"We are still committed to this process until we satisfy the demands of the judges," said Ngoga adding "we think it is the right thing to do because the demands are not impossible to be fulfilled."
Ngoga insisted that the issue of protection of witnesses now under his office would be transferred to the judiciary and that the law on solitary confinement was in its final stages of amendments and would be ready "very soon."
According to Ngoga when the first application was rejected there were about five obstacles raised by the court of first instance but at the Appellate Chamber they were reduced significantly.
He said the independence of the Rwandan judiciary and the question of single judge handling the trial at the court of first instance were no longer doubted by the Appeal Chamber.
On Monday ICTR, once again rejected the fourth application of Prosecutor to transfer to Rwanda genocide case against former Mayor, Jean Baptiste Gatete, on the ground that the accused might not receive fair trial.
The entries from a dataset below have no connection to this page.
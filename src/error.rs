//! Service error taxonomy
//!
//! Every state-changing operation validates fully before touching the order,
//! so a returned error guarantees no partial mutation is observable.

use crate::models::OrderStatus;

/// Errors returned by [`crate::service::OrderLifecycleService`].
///
/// All variants are terminal to the triggering call; the service never
/// retries on its own. Clients correct input (`Validation`), refresh state
/// (`InvalidTransition`), or give up (`NotFound`, `AlreadyRated`).
#[derive(Debug, Clone, PartialEq, Eq, thiserror::Error)]
pub enum ServiceError {
    /// Malformed or missing input; correct and resubmit.
    #[error("validation failed: {0}")]
    Validation(String),

    /// Operation not legal in the order's current state.
    #[error("invalid transition: {from} -> {to}")]
    InvalidTransition { from: OrderStatus, to: OrderStatus },

    /// Unknown order/student/personnel id.
    #[error("{kind} {id} not found")]
    NotFound { kind: &'static str, id: u64 },

    /// Rating already present on the order.
    #[error("order {0} already rated")]
    AlreadyRated(u64),
}

impl ServiceError {
    pub fn validation(msg: impl Into<String>) -> Self {
        ServiceError::Validation(msg.into())
    }

    pub fn order_not_found(id: u64) -> Self {
        ServiceError::NotFound { kind: "order", id }
    }

    pub fn student_not_found(id: u64) -> Self {
        ServiceError::NotFound { kind: "student", id }
    }

    pub fn personnel_not_found(id: u64) -> Self {
        ServiceError::NotFound { kind: "personnel", id }
    }
}

pub type ServiceResult<T> = Result<T, ServiceError>;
According to the Presiding Judge Erik Mose of Norway, three reasons were given for the rejection; failure for the accused to call witnesses from outside Rwanda, defence possibility to face problems in obtaining witnesses residing in the country because of the fear to testify and that if convicted for life imprisonment he may risk solitary confinement due to unclear legal provisions in the Rwanda.
Rwanda's Prosecutor General was optimistic that all obstacles would be able to be sorted out as the process of amending the law to comply with the ICTR demands were in its final touches.
The other applications already rejected on almost similar grounds are of former businessman- Gaspard Kanyarukiga and Yusuf Munyakazi which have also been confirmed by the Appeal Chamber and that of Lieutenant Ildenphonse Hategekimana still awaiting appeal decision.